▶ [What the task requires]: Lines to return, exactly: from the line with "next.location = location.clone();" to the line with "then renumbers every" in the entries below, both included.

▶ [Data for processing]:

//! Pure catalog transformations. Every operation takes the current catalog
//! by reference and returns a fresh one, so the presentation layer can keep
//! a working copy apart from the committed original and diff or discard it.
//!
//! Sort-order policy, kept as observed in production: add assigns the next
//! slot, deletion leaves gaps, and only the move operations renumber a list
//! back to a dense 1..N.

use crate::domain::model::{
    Catalog, Category, CategoryPatch, DetailsPatch, MoveDirection, Service, ServicePatch,
};
use crate::utils::ids;

const DEFAULT_CATEGORY_NAME: &str = "New Category";
const DEFAULT_SERVICE_NAME: &str = "New Service";

/// Appends an empty category with a fresh id at the end of the menu.
pub fn add_category(catalog: &Catalog) -> Catalog {
    let mut next = catalog.clone();
    let sort_order = next.categories.len() as u32 + 1;
    next.categories.push(Category {
        id: ids::category_id(),
        name: DEFAULT_CATEGORY_NAME.to_string(),
        sort_order,
        is_active: true,
        services: Vec::new(),
    });
    next
}

/// Removes the category and everything in it. Absent id is a no-op; the
/// remaining sort orders are not renumbered.
pub fn delete_category(catalog: &Catalog, category_id: &str) -> Catalog {
    let mut next = catalog.clone();
    next.categories.retain(|c| c.id != category_id);
    next
}

/// Merges the supplied fields into the matching category. Absent id is a
/// no-op.
pub fn update_category(catalog: &Catalog, category_id: &str, patch: &CategoryPatch) -> Catalog {
    let mut next = catalog.clone();
    if let Some(category) = next.categories.iter_mut().find(|c| c.id == category_id) {
        if let Some(name) = &patch.name {
            category.name = name.clone();
        }
        if let Some(is_active) = patch.is_active {
            category.is_active = is_active;
        }
    }
    next
}

/// Appends a blank service to the named category. No-op if the category id
/// is absent.
pub fn add_service(catalog: &Catalog, category_id: &str) -> Catalog {
    let mut next = catalog.clone();
    if let Some(category) = next.categories.iter_mut().find(|c| c.id == category_id) {
        let sort_order = category.services.len() as u32 + 1;
        category.services.push(Service {
            id: ids::service_id(),
            name: DEFAULT_SERVICE_NAME.to_string(),
            price: 0.0,
            description: None,
            duration_mins: None,
            sort_order,
            is_active: true,
        });
    }
    next
}

/// Merges the supplied fields into the matching service. No-op if either id
/// is absent. Price values are expected to have passed through
/// [`parse_price`] already.
pub fn update_service(
    catalog: &Catalog,
    category_id: &str,
    service_id: &str,
    patch: &ServicePatch,
) -> Catalog {
    let mut next = catalog.clone();
    let Some(category) = next.categories.iter_mut().find(|c| c.id == category_id) else {
        return next;
    };
    if let Some(service) = category.services.iter_mut().find(|s| s.id == service_id) {
        if let Some(name) = &patch.name {
            service.name = name.clone();
        }
        if let Some(price) = patch.price {
            service.price = price;
        }
        if let Some(description) = &patch.description {
            service.description = Some(description.clone());
        }
        if let Some(duration_mins) = patch.duration_mins {
            service.duration_mins = Some(duration_mins);
        }
        if let Some(is_active) = patch.is_active {
            service.is_active = is_active;
        }
    }
    next
}

/// Removes the matching service. Same deletion policy as categories: absent
/// ids are a no-op and nothing is renumbered.
pub fn delete_service(catalog: &Catalog, category_id: &str, service_id: &str) -> Catalog {
    let mut next = catalog.clone();
    if let Some(category) = next.categories.iter_mut().find(|c| c.id == category_id) {
        category.services.retain(|s| s.id != service_id);
    }
    next
}

/// Updates the studio-level display metadata.
pub fn update_details(catalog: &Catalog, patch: &DetailsPatch) -> Catalog {
    let mut next = catalog.clone();
    if let Some(currency_symbol) = &patch.currency_symbol {
        next.currency_symbol = currency_symbol.clone();
    }
    if let Some(location) = &patch.location {
        next.location = location.clone();
    }
    if let Some(phone) = &patch.phone {
        next.phone = phone.clone();
    }
    if let Some(note) = &patch.note {
        next.note = note.clone();
    }
    next
}

/// Swaps the category at `index` with its neighbor, then renumbers every
/// category to a dense 1..N by position. A move at the boundary (first with
/// `Up`, last with `Down`) returns the input unchanged.
pub fn move_category(catalog: &Catalog, index: usize, direction: MoveDirection) -> Catalog {
    let mut next = catalog.clone();
    let Some(target) = neighbor_index(index, direction, next.categories.len()) else {
        return next;
    };
    next.categories.swap(index, target);
    renumber_categories(&mut next.categories);
    next
}

/// Same swap-and-renumber contract, scoped to one category's services.
/// No-op if the category id is absent or the neighbor is out of bounds.
pub fn move_service(
    catalog: &Catalog,
    category_id: &str,
    index: usize,
    direction: MoveDirection,
) -> Catalog {
    let mut next = catalog.clone();
    if let Some(category) = next.categories.iter_mut().find(|c| c.id == category_id) {
        if let Some(target) = neighbor_index(index, direction, category.services.len()) {
            category.services.swap(index, target);
            renumber_services(&mut category.services);
        }
    }
    next
}

/// Price parsing for raw editor input: anything that is not a finite
/// non-negative number coerces to 0.
pub fn parse_price(raw: &str) -> f64 {
    raw.trim()
        .parse::<f64>()
        .ok()
        .filter(|p| p.is_finite() && *p >= 0.0)
        .unwrap_or(0.0)
}

fn neighbor_index(index: usize, direction: MoveDirection, len: usize) -> Option<usize> {
    if index >= len {
        return None;
    }
    let target = match direction {
        MoveDirection::Up => index.checked_sub(1)?,
        MoveDirection::Down => index + 1,
    };
    if target >= len {
        return None;
    }
    Some(target)
}

fn renumber_categories(categories: &mut [Category]) {
    for (position, category) in categories.iter_mut().enumerate() {
        category.sort_order = position as u32 + 1;
    }
}

fn renumber_services(services: &mut [Service]) {
    for (position, service) in services.iter_mut().enumerate() {
        service.sort_order = position as u32 + 1;
    }
}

▶ [Task response]:
        next.location = location.clone();
    }
    if let Some(phone) = &patch.phone {
        next.phone = phone.clone();
    }
    if let Some(note) = &patch.note {
        next.note = note.clone();
    }
    next
}

/// Swaps the category at `index` with its neighbor, then renumbers every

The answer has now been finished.